Saved entries:
+ + + +
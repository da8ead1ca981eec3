use std::path::{Path, PathBuf};

use super::types::{AppConfig, ProgressBackend};

/// Get the default artiflow data directory: ~/.artiflow
pub fn get_artiflow_data_dir() -> anyhow::Result<PathBuf> {
    let home = std::env::var("HOME")
        .or_else(|_| std::env::var("USERPROFILE"))
        .map_err(|_| anyhow::anyhow!("Cannot determine home directory"))?;
    Ok(PathBuf::from(home).join(".artiflow"))
}

pub fn load_from_path(path: &Path) -> anyhow::Result<AppConfig> {
    let s = std::fs::read_to_string(path)
        .map_err(|e| anyhow::anyhow!("failed to read {}: {e}", path.display()))?;
    let mut cfg = toml::from_str::<AppConfig>(&s)?;
    apply_env_overrides(&mut cfg);
    Ok(cfg)
}

pub fn load_default() -> anyhow::Result<AppConfig> {
    // Priority 1: ~/.artiflow/config.toml (highest)
    let data_dir = get_artiflow_data_dir()?;
    let home_config = data_dir.join("config.toml");

    // Priority 2: ./config.toml (current directory)
    let local_config = Path::new("config.toml");

    let mut cfg: AppConfig = if home_config.exists() {
        let s = std::fs::read_to_string(&home_config)?;
        toml::from_str::<AppConfig>(&s)?
    } else if local_config.exists() {
        let s = std::fs::read_to_string(local_config)?;
        toml::from_str::<AppConfig>(&s)?
    } else {
        AppConfig::default()
    };

    if cfg.progress.backend == ProgressBackend::File && is_blank(cfg.progress.directory.as_deref())
    {
        cfg.progress.directory = Some(
            data_dir
                .join("sessions")
                .to_string_lossy()
                .to_string(),
        );
    }

    if cfg.logging.file && is_blank(cfg.logging.directory.as_deref()) {
        cfg.logging.directory = Some(data_dir.join("logs").to_string_lossy().to_string());
    }

    apply_env_overrides(&mut cfg);
    Ok(cfg)
}

fn is_blank(v: Option<&str>) -> bool {
    v.map(|s| s.trim().is_empty()).unwrap_or(true)
}

fn env_value(key: &str) -> Option<String> {
    std::env::var(key).ok().filter(|v| !v.trim().is_empty())
}

// Environment variable overrides (Priority 0: highest)
fn apply_env_overrides(cfg: &mut AppConfig) {
    if let Some(v) = env_value("ARTIFLOW_LOG_LEVEL") {
        cfg.logging.level = v;
    }
    if let Some(v) = env_value("ARTIFLOW_PROGRESS_DIR") {
        cfg.progress.backend = ProgressBackend::File;
        cfg.progress.directory = Some(v);
    }
    if let Some(v) = env_value("ARTIFLOW_RETRY_MAX_ATTEMPTS") {
        match v.parse() {
            Ok(n) => cfg.retry.max_attempts = n,
            Err(_) => tracing::warn!(value = %v, "ignoring invalid ARTIFLOW_RETRY_MAX_ATTEMPTS"),
        }
    }
    if let Some(v) = env_value("ARTIFLOW_HTTP_PORT") {
        match v.parse() {
            Ok(port) => cfg.http_server.port = port,
            Err(_) => tracing::warn!(value = %v, "ignoring invalid ARTIFLOW_HTTP_PORT"),
        }
    }
}

#[cfg(test)]
mod tests {
    use super::*;

    #[test]
    fn load_from_path_reads_toml() {
        let dir = tempfile::tempdir().unwrap();
        let path = dir.path().join("config.toml");
        std::fs::write(
            &path,
            "[executor]\nmax_parallel_tasks = 2\n[output]\nformat = \"jsonl\"\n",
        )
        .unwrap();

        let cfg = load_from_path(&path).unwrap();
        assert_eq!(cfg.executor.max_parallel_tasks, 2);
        assert_eq!(cfg.output.format, "jsonl");
    }

    #[test]
    fn load_from_missing_path_fails() {
        let dir = tempfile::tempdir().unwrap();
        assert!(load_from_path(&dir.path().join("nope.toml")).is_err());
    }
}
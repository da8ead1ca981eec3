//! TOML pipeline definitions.
//!
//! ```toml
//! name = "article"
//!
//! [completion]
//! base_url = "https://api.openai.com/v1"
//! model = "gpt-4o-mini"
//!
//! [[stages]]
//! name = "draft"
//!
//! [[stages.tasks]]
//! name = "outline"
//! kind = "completion"
//! prompt = "Outline an article about {{topic}}"
//! retry = { max_attempts = 3, delay_ms = 500 }
//! ```

use std::collections::HashSet;
use std::path::Path;

use anyhow::{bail, Context, Result};
use artiflow_core::api::{RetryConfig, RetryOptions};
use serde::{Deserialize, Serialize};

use crate::artifact::Artifact;

#[derive(Debug, Clone, Serialize, Deserialize)]
pub struct PipelineDefinition {
    pub name: String,
    #[serde(default)]
    pub completion: CompletionSettings,
    #[serde(default)]
    pub stages: Vec<StageDefinition>,
}

#[derive(Debug, Clone, Serialize, Deserialize)]
pub struct CompletionSettings {
    #[serde(default = "default_base_url")]
    pub base_url: String,
    /// Environment variable holding the API key.
    #[serde(default = "default_api_key_env")]
    pub api_key_env: String,
    #[serde(default = "default_model")]
    pub model: String,
    #[serde(default = "default_request_timeout_ms")]
    pub timeout_ms: u64,
}

fn default_base_url() -> String {
    "https://api.openai.com/v1".to_string()
}

fn default_api_key_env() -> String {
    "OPENAI_API_KEY".to_string()
}

fn default_model() -> String {
    "gpt-4o-mini".to_string()
}

fn default_request_timeout_ms() -> u64 {
    60_000
}

impl Default for CompletionSettings {
    fn default() -> Self {
        Self {
            base_url: default_base_url(),
            api_key_env: default_api_key_env(),
            model: default_model(),
            timeout_ms: default_request_timeout_ms(),
        }
    }
}

#[derive(Debug, Clone, Serialize, Deserialize)]
pub struct StageDefinition {
    pub name: String,
    #[serde(default)]
    pub description: Option<String>,
    #[serde(default)]
    pub tasks: Vec<TaskDefinition>,
}

#[derive(Debug, Clone, Serialize, Deserialize)]
pub struct TaskDefinition {
    pub name: String,
    #[serde(default = "default_required")]
    pub required: bool,
    /// Per-task retry policy; falls back to `[retry]` of the app config.
    #[serde(default)]
    pub retry: Option<RetryDefinition>,
    /// Per-attempt timeout.
    #[serde(default)]
    pub timeout_ms: Option<u64>,
    /// Output substituted when an optional task fails.
    #[serde(default)]
    pub default: Option<Artifact>,
    #[serde(flatten)]
    pub kind: TaskKind,
}

fn default_required() -> bool {
    true
}

#[derive(Debug, Clone, PartialEq, Eq, Serialize, Deserialize)]
pub struct RetryDefinition {
    #[serde(default = "default_max_attempts")]
    pub max_attempts: u32,
    #[serde(default)]
    pub delay_ms: u64,
    #[serde(default = "default_backoff")]
    pub backoff: bool,
    #[serde(default)]
    pub max_delay_ms: u64,
}

fn default_max_attempts() -> u32 {
    1
}

fn default_backoff() -> bool {
    true
}

impl RetryDefinition {
    pub fn to_options(&self) -> RetryOptions {
        RetryOptions::new(self.max_attempts, self.delay_ms)
            .with_backoff(self.backoff)
            .with_max_delay_ms(self.max_delay_ms)
    }
}

#[derive(Debug, Clone, Serialize, Deserialize)]
#[serde(tag = "kind", rename_all = "snake_case")]
pub enum TaskKind {
    Completion {
        prompt: String,
        #[serde(default)]
        system: Option<String>,
        #[serde(default)]
        model: Option<String>,
    },
    Command {
        program: String,
        #[serde(default)]
        args: Vec<String>,
        output: String,
        #[serde(default)]
        workdir: Option<String>,
    },
    Upload {
        /// Name of an earlier task whose artifact is uploaded.
        source: String,
        url: String,
        #[serde(default)]
        content_type: Option<String>,
    },
    Job {
        submit_url: String,
        status_url: String,
        #[serde(default)]
        payload: Option<String>,
        #[serde(default = "default_poll_interval_ms")]
        poll_interval_ms: u64,
        #[serde(default = "default_job_deadline_ms")]
        deadline_ms: u64,
    },
}

fn default_poll_interval_ms() -> u64 {
    2_000
}

fn default_job_deadline_ms() -> u64 {
    600_000
}

impl TaskKind {
    pub fn as_str(&self) -> &'static str {
        match self {
            Self::Completion { .. } => "completion",
            Self::Command { .. } => "command",
            Self::Upload { .. } => "upload",
            Self::Job { .. } => "job",
        }
    }
}

impl TaskDefinition {
    pub fn retry_options(&self, fallback: &RetryConfig) -> RetryOptions {
        match &self.retry {
            Some(retry) => retry.to_options(),
            None => RetryOptions::from_config(fallback),
        }
    }
}

impl PipelineDefinition {
    pub fn from_path(path: &Path) -> Result<Self> {
        let raw = std::fs::read_to_string(path)
            .with_context(|| format!("failed to read pipeline file {}", path.display()))?;
        let def = Self::parse(&raw)
            .with_context(|| format!("invalid pipeline file {}", path.display()))?;
        Ok(def)
    }

    pub fn parse(raw: &str) -> Result<Self> {
        let def: Self = toml::from_str(raw).context("failed to parse pipeline TOML")?;
        def.validate()?;
        Ok(def)
    }

    pub fn stage_names(&self) -> Vec<String> {
        self.stages.iter().map(|s| s.name.clone()).collect()
    }

    /// Structural checks that would otherwise surface mid-run.
    pub fn validate(&self) -> Result<()> {
        if self.stages.is_empty() {
            bail!("pipeline '{}' has no stages", self.name);
        }

        let mut stage_names = HashSet::new();
        let mut produced: HashSet<&str> = HashSet::new();
        for stage in &self.stages {
            if !stage_names.insert(stage.name.as_str()) {
                bail!("duplicate stage name '{}'", stage.name);
            }
            if stage.tasks.is_empty() {
                bail!("stage '{}' has no tasks", stage.name);
            }

            let mut in_stage = Vec::new();
            for task in &stage.tasks {
                if produced.contains(task.name.as_str()) || in_stage.contains(&task.name.as_str()) {
                    bail!("duplicate task name '{}'", task.name);
                }
                if task.required && task.default.is_some() {
                    bail!("required task '{}' cannot declare a default", task.name);
                }
                if task.timeout_ms == Some(0) {
                    bail!("task '{}' has timeout_ms = 0", task.name);
                }
                match &task.kind {
                    TaskKind::Upload { source, .. } if !produced.contains(source.as_str()) => {
                        bail!(
                            "upload task '{}' references '{}', which is not produced by an earlier stage",
                            task.name,
                            source
                        );
                    }
                    TaskKind::Job {
                        poll_interval_ms,
                        deadline_ms,
                        ..
                    } if *poll_interval_ms == 0 || *deadline_ms == 0 => {
                        bail!("job task '{}' needs non-zero poll interval and deadline", task.name);
                    }
                    _ => {}
                }
                in_stage.push(task.name.as_str());
            }
            produced.extend(in_stage);
        }
        Ok(())
    }
}

#[cfg(test)]
mod tests {
    use super::*;

    const SAMPLE: &str = r#"
name = "article"

[completion]
base_url = "http://localhost:9999/v1"
model = "small"

[[stages]]
name = "draft"
description = "Write the first draft"

[[stages.tasks]]
name = "outline"
kind = "completion"
prompt = "Outline {{topic}}"
retry = { max_attempts = 3, delay_ms = 10 }

[[stages]]
name = "render"

[[stages.tasks]]
name = "pdf"
kind = "command"
program = "pandoc"
args = ["-o", "{{session}}.pdf"]
output = "/tmp/{{session}}.pdf"
timeout_ms = 30000

[[stages.tasks]]
name = "cover"
kind = "job"
required = false
submit_url = "http://img/jobs"
status_url = "http://img/jobs/{{job_id}}"
default = { kind = "empty" }

[[stages]]
name = "publish"

[[stages.tasks]]
name = "upload"
kind = "upload"
source = "pdf"
url = "http://cdn/{{session}}.pdf"
"#;

    #[test]
    fn parses_full_definition() {
        let def = PipelineDefinition::parse(SAMPLE).unwrap();
        assert_eq!(def.stage_names(), vec!["draft", "render", "publish"]);
        assert_eq!(def.completion.model, "small");
        assert_eq!(def.completion.api_key_env, "OPENAI_API_KEY");

        let outline = &def.stages[0].tasks[0];
        assert!(outline.required);
        assert_eq!(outline.kind.as_str(), "completion");
        assert_eq!(outline.retry_options(&RetryConfig::default()).attempts(), 3);

        let cover = &def.stages[1].tasks[1];
        assert!(!cover.required);
        assert_eq!(cover.default, Some(Artifact::Empty));
        match &cover.kind {
            TaskKind::Job {
                poll_interval_ms, ..
            } => assert_eq!(*poll_interval_ms, 2_000),
            other => panic!("unexpected kind {other:?}"),
        }
    }

    #[test]
    fn missing_retry_falls_back_to_config() {
        let def = PipelineDefinition::parse(SAMPLE).unwrap();
        let pdf = &def.stages[1].tasks[0];
        let cfg = RetryConfig {
            max_attempts: 5,
            ..RetryConfig::default()
        };
        assert_eq!(pdf.retry_options(&cfg).attempts(), 5);
    }

    #[test]
    fn rejects_upload_of_unknown_artifact() {
        let raw = r#"
name = "bad"
[[stages]]
name = "only"
[[stages.tasks]]
name = "push"
kind = "upload"
source = "nothing"
url = "http://cdn/x"
"#;
        let err = PipelineDefinition::parse(raw).unwrap_err();
        assert!(err.to_string().contains("not produced by an earlier stage"));
    }

    #[test]
    fn rejects_duplicate_task_names_and_empty_stages() {
        let dup = r#"
name = "dup"
[[stages]]
name = "a"
[[stages.tasks]]
name = "x"
kind = "completion"
prompt = "p"
[[stages.tasks]]
name = "x"
kind = "completion"
prompt = "q"
"#;
        assert!(PipelineDefinition::parse(dup).is_err());
        assert!(PipelineDefinition::parse("name = \"empty\"").is_err());
    }

    #[test]
    fn bundled_demo_definition_is_valid() {
        let def = PipelineDefinition::parse(include_str!("../../demos/article.toml")).unwrap();
        assert_eq!(def.stage_names(), vec!["outline", "draft", "render", "publish"]);
    }

    #[test]
    fn rejects_unknown_kind() {
        let raw = r#"
name = "k"
[[stages]]
name = "a"
[[stages.tasks]]
name = "x"
kind = "telepathy"
"#;
        assert!(PipelineDefinition::parse(raw).is_err());
    }
}
//! Stable re-exports for consumers (`cli`, `plugins`, and external crates).
//!
//! Prefer importing from `artiflow_core::api` instead of reaching into internal modules.

pub use crate::config::{
    get_artiflow_data_dir, load_default, load_from_path, AppConfig, ExecutorConfig,
    HttpServerConfig, LoggingConfig, OutputConfig, ProgressBackend, ProgressConfig, RetryConfig,
};
pub use crate::context::AppContext;
pub use crate::error::{
    CliError, PipelineError, ProgressError, RetryExhaustedError, Retryable, StageError, TaskError,
    TransitionError,
};
pub use crate::executor::{
    run_stage, settle_all, Criticality, FnTask, ProgressMonitor, RenderEvent, RunRenderer, Stage,
    StageInput, StageOutputs, StageReport, StageSpec, Task, TaskFailure, TaskInput, TaskResult,
    TaskStatus, TaskSummary,
};
pub use crate::orchestrator::{FailureKind, Orchestrator, Pipeline, RunOutcome, RunRegistry};
pub use crate::retry::{execute_with_retry, poll_until, PollStatus, RetryOptions};
pub use crate::state::{
    ProgressEvent, ProgressManager, ProgressStore, ProgressView, Session, SessionStatus,
    SnapshotStore, Step, StepStatus, StepView, validate_session_id,
};
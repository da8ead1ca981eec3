use artiflow_core::api::{RenderEvent, RunRenderer};
use chrono::Local;
use serde_json::{json, Value};

/// Versioned JSON-lines run events, one object per line on stdout.
pub struct JsonlRenderer {
    pretty_print: bool,
}

impl JsonlRenderer {
    pub fn new(pretty_print: bool) -> Self {
        Self { pretty_print }
    }

    fn event_type(event: &RenderEvent) -> &'static str {
        match event {
            RenderEvent::RunStart { .. } => "run.start",
            RenderEvent::StageStart { .. } => "stage.start",
            RenderEvent::TaskStart { .. } => "task.start",
            RenderEvent::TaskRetry { .. } => "task.retry",
            RenderEvent::TaskComplete { .. } => "task.end",
            RenderEvent::StageEnd { .. } => "stage.end",
            RenderEvent::RunEnd { .. } => "run.end",
        }
    }

    fn metadata(event: &RenderEvent) -> Value {
        match event {
            RenderEvent::RunStart {
                pipeline,
                total_stages,
                ..
            } => json!({
                "pipeline": pipeline,
                "total_stages": total_stages,
            }),
            RenderEvent::StageStart {
                step,
                total_stages,
                stage,
                tasks,
                ..
            } => json!({
                "step": step,
                "total_stages": total_stages,
                "stage": stage,
                "tasks": tasks,
            }),
            RenderEvent::TaskStart { step, task, .. } => json!({
                "step": step,
                "task": task,
            }),
            RenderEvent::TaskRetry {
                step,
                task,
                attempt,
                error,
                ..
            } => json!({
                "step": step,
                "task": task,
                "attempt": attempt,
                "error": error,
            }),
            RenderEvent::TaskComplete { step, summary, .. } => json!({
                "step": step,
                "task": summary.task,
                "required": summary.required,
                "status": summary.status,
                "attempts": summary.attempts,
                "duration_ms": summary.duration_ms,
                "error": summary.error,
                "metadata": summary.metadata,
            }),
            RenderEvent::StageEnd {
                step,
                stage,
                success,
                warnings,
                duration_ms,
                ..
            } => json!({
                "step": step,
                "stage": stage,
                "success": success,
                "warnings": warnings,
                "duration_ms": duration_ms,
            }),
            RenderEvent::RunEnd {
                success,
                failed_step,
                error,
                duration_ms,
                ..
            } => json!({
                "success": success,
                "failed_step": failed_step,
                "error": error,
                "duration_ms": duration_ms,
            }),
        }
    }

    fn event_to_json(&self, event: &RenderEvent) -> Value {
        json!({
            "v": 1,
            "event_type": Self::event_type(event),
            "ts": Local::now().to_rfc3339(),
            "session_id": event.session_id(),
            "metadata": Self::metadata(event),
        })
    }
}

impl RunRenderer for JsonlRenderer {
    fn name(&self) -> &str {
        "jsonl-renderer"
    }

    fn format(&self) -> &str {
        "jsonl"
    }

    fn render(&self, event: &RenderEvent) {
        let value = self.event_to_json(event);
        let line = if self.pretty_print {
            serde_json::to_string_pretty(&value)
        } else {
            serde_json::to_string(&value)
        };
        println!("{}", line.unwrap_or_else(|_| "{}".into()));
    }
}

#[cfg(test)]
mod tests {
    use super::*;
    use artiflow_core::api::{TaskStatus, TaskSummary};

    #[test]
    fn run_start_envelope() {
        let renderer = JsonlRenderer::new(false);
        let value = renderer.event_to_json(&RenderEvent::RunStart {
            session_id: "s1".to_string(),
            pipeline: "article".to_string(),
            total_stages: 3,
        });

        assert_eq!(value["v"], 1);
        assert_eq!(value["event_type"], "run.start");
        assert_eq!(value["session_id"], "s1");
        assert_eq!(value["metadata"]["total_stages"], 3);
        assert!(value["ts"].is_string());
    }

    #[test]
    fn task_end_carries_summary() {
        let renderer = JsonlRenderer::new(false);
        let value = renderer.event_to_json(&RenderEvent::TaskComplete {
            session_id: "s1".to_string(),
            step: 2,
            summary: TaskSummary {
                task: "cover".to_string(),
                required: false,
                status: TaskStatus::Defaulted,
                attempts: 3,
                duration_ms: 12,
                error: Some("503".to_string()),
                metadata: Default::default(),
            },
        });

        assert_eq!(value["event_type"], "task.end");
        assert_eq!(value["metadata"]["status"], "defaulted");
        assert_eq!(value["metadata"]["attempts"], 3);
        assert_eq!(value["metadata"]["required"], false);
    }

    #[test]
    fn run_end_reports_failed_step() {
        let renderer = JsonlRenderer::new(true);
        let value = renderer.event_to_json(&RenderEvent::RunEnd {
            session_id: "s1".to_string(),
            success: false,
            failed_step: Some(2),
            error: Some("boom".to_string()),
            duration_ms: 100,
        });

        assert_eq!(value["event_type"], "run.end");
        assert_eq!(value["metadata"]["failed_step"], 2);
        assert_eq!(value["metadata"]["error"], "boom");
    }
}
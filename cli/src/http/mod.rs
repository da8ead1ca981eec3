//! HTTP server: progress polling and run triggers for external clients.

pub mod middleware;
pub mod models;
pub mod routes;
pub mod server;
pub mod state;

pub use models::*;
pub use server::*;
pub use state::*;
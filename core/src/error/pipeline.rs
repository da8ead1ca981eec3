use thiserror::Error;

use super::ProgressError;

/// Errors that stop a pipeline run outside the task result contract.
#[derive(Error, Debug)]
pub enum PipelineError {
    #[error("session '{0}' already has an active run")]
    SessionBusy(String),

    #[error("pipeline '{0}' has no stages")]
    EmptyPipeline(String),

    #[error("progress store error: {0}")]
    Progress(#[from] ProgressError),

    /// Programming errors: aggregation failures, panicking tasks, broken invariants.
    #[error("internal error: {0}")]
    Internal(String),
}

impl PipelineError {
    pub fn internal(msg: impl Into<String>) -> Self {
        Self::Internal(msg.into())
    }
}

/// A stage that stopped with an error after its tasks settled.
///
/// `warnings` holds the optional-task warnings gathered before the stage
/// stopped, so they can still be recorded on the step.
#[derive(Error, Debug)]
#[error("{error}")]
pub struct StageError {
    #[source]
    pub error: PipelineError,
    pub warnings: Vec<String>,
}

impl StageError {
    pub fn new(error: PipelineError, warnings: Vec<String>) -> Self {
        Self { error, warnings }
    }
}

impl From<PipelineError> for StageError {
    fn from(error: PipelineError) -> Self {
        Self::new(error, Vec::new())
    }
}
use std::fmt;
use std::time::Duration;

use thiserror::Error;

/// Failure raised by a task invocation.
///
/// Only [`TaskError::Transient`] is retried by the task wrapper; fatal errors
/// and timeouts end the task on the attempt that produced them.
#[derive(Error, Debug, Clone, PartialEq, Eq)]
pub enum TaskError {
    #[error("transient failure: {0}")]
    Transient(String),

    #[error("fatal failure: {0}")]
    Fatal(String),

    #[error("timed out after {}ms", .0.as_millis())]
    Timeout(Duration),
}

impl TaskError {
    pub fn transient(msg: impl Into<String>) -> Self {
        Self::Transient(msg.into())
    }

    pub fn fatal(msg: impl Into<String>) -> Self {
        Self::Fatal(msg.into())
    }
}

/// Classifies whether an error is worth another attempt.
pub trait Retryable {
    fn is_retryable(&self) -> bool {
        true
    }
}

impl Retryable for TaskError {
    fn is_retryable(&self) -> bool {
        matches!(self, Self::Transient(_))
    }
}

impl Retryable for anyhow::Error {}

impl Retryable for std::io::Error {}

/// Returned by the task wrapper once it stops retrying.
///
/// `last_error` is the error produced by the final attempt.
#[derive(Debug, Clone)]
pub struct RetryExhaustedError<E> {
    pub attempts: u32,
    pub last_error: E,
}

impl<E> RetryExhaustedError<E> {
    pub fn into_inner(self) -> E {
        self.last_error
    }
}

impl<E: fmt::Display> fmt::Display for RetryExhaustedError<E> {
    fn fmt(&self, f: &mut fmt::Formatter<'_>) -> fmt::Result {
        write!(
            f,
            "gave up after {} attempt(s): {}",
            self.attempts, self.last_error
        )
    }
}

impl<E: fmt::Debug + fmt::Display> std::error::Error for RetryExhaustedError<E> {}

#[cfg(test)]
mod tests {
    use super::*;

    #[test]
    fn only_transient_errors_are_retryable() {
        assert!(TaskError::transient("503").is_retryable());
        assert!(!TaskError::fatal("bad request").is_retryable());
        assert!(!TaskError::Timeout(Duration::from_secs(1)).is_retryable());
    }

    #[test]
    fn exhausted_error_mentions_attempts() {
        let err = RetryExhaustedError {
            attempts: 3,
            last_error: TaskError::transient("connection reset"),
        };
        assert_eq!(
            err.to_string(),
            "gave up after 3 attempt(s): transient failure: connection reset"
        );
        assert_eq!(err.into_inner(), TaskError::transient("connection reset"));
    }
}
+ + + +
- [What to produce] Reproduce only this range: the first line of the data above through the line with "if cfg.progress.backend == ProgressBackend::File", both included, exactly as written.

- [Result of this exercise]
repository da8ead1ca981eec3
use std::path::{Path, PathBuf};

use super::types::{AppConfig, ProgressBackend};

/// Get the default artiflow data directory: ~/.artiflow
pub fn get_artiflow_data_dir() -> anyhow::Result<PathBuf> {
    let home = std::env::var("HOME")
        .or_else(|_| std::env::var("USERPROFILE"))
        .map_err(|_| anyhow::anyhow!("Cannot determine home directory"))?;
    Ok(PathBuf::from(home).join(".artiflow"))
}

pub fn load_from_path(path: &Path) -> anyhow::Result<AppConfig> {
    let s = std::fs::read_to_string(path)
        .map_err(|e| anyhow::anyhow!("failed to read {}: {e}", path.display()))?;
    let mut cfg = toml::from_str::<AppConfig>(&s)?;
    apply_env_overrides(&mut cfg);
    Ok(cfg)
}

pub fn load_default() -> anyhow::Result<AppConfig> {
    // Priority 1: ~/.artiflow/config.toml (highest)
    let data_dir = get_artiflow_data_dir()?;
    let home_config = data_dir.join("config.toml");

    // Priority 2: ./config.toml (current directory)
    let local_config = Path::new("config.toml");

    let mut cfg: AppConfig = if home_config.exists() {
        let s = std::fs::read_to_string(&home_config)?;
        toml::from_str::<AppConfig>(&s)?
    } else if local_config.exists() {
        let s = std::fs::read_to_string(local_config)?;
        toml::from_str::<AppConfig>(&s)?
    } else {
        AppConfig::default()
    };

    if cfg.progress.backend == ProgressBackend::File && is_blank(cfg.progress.directory.as_deref())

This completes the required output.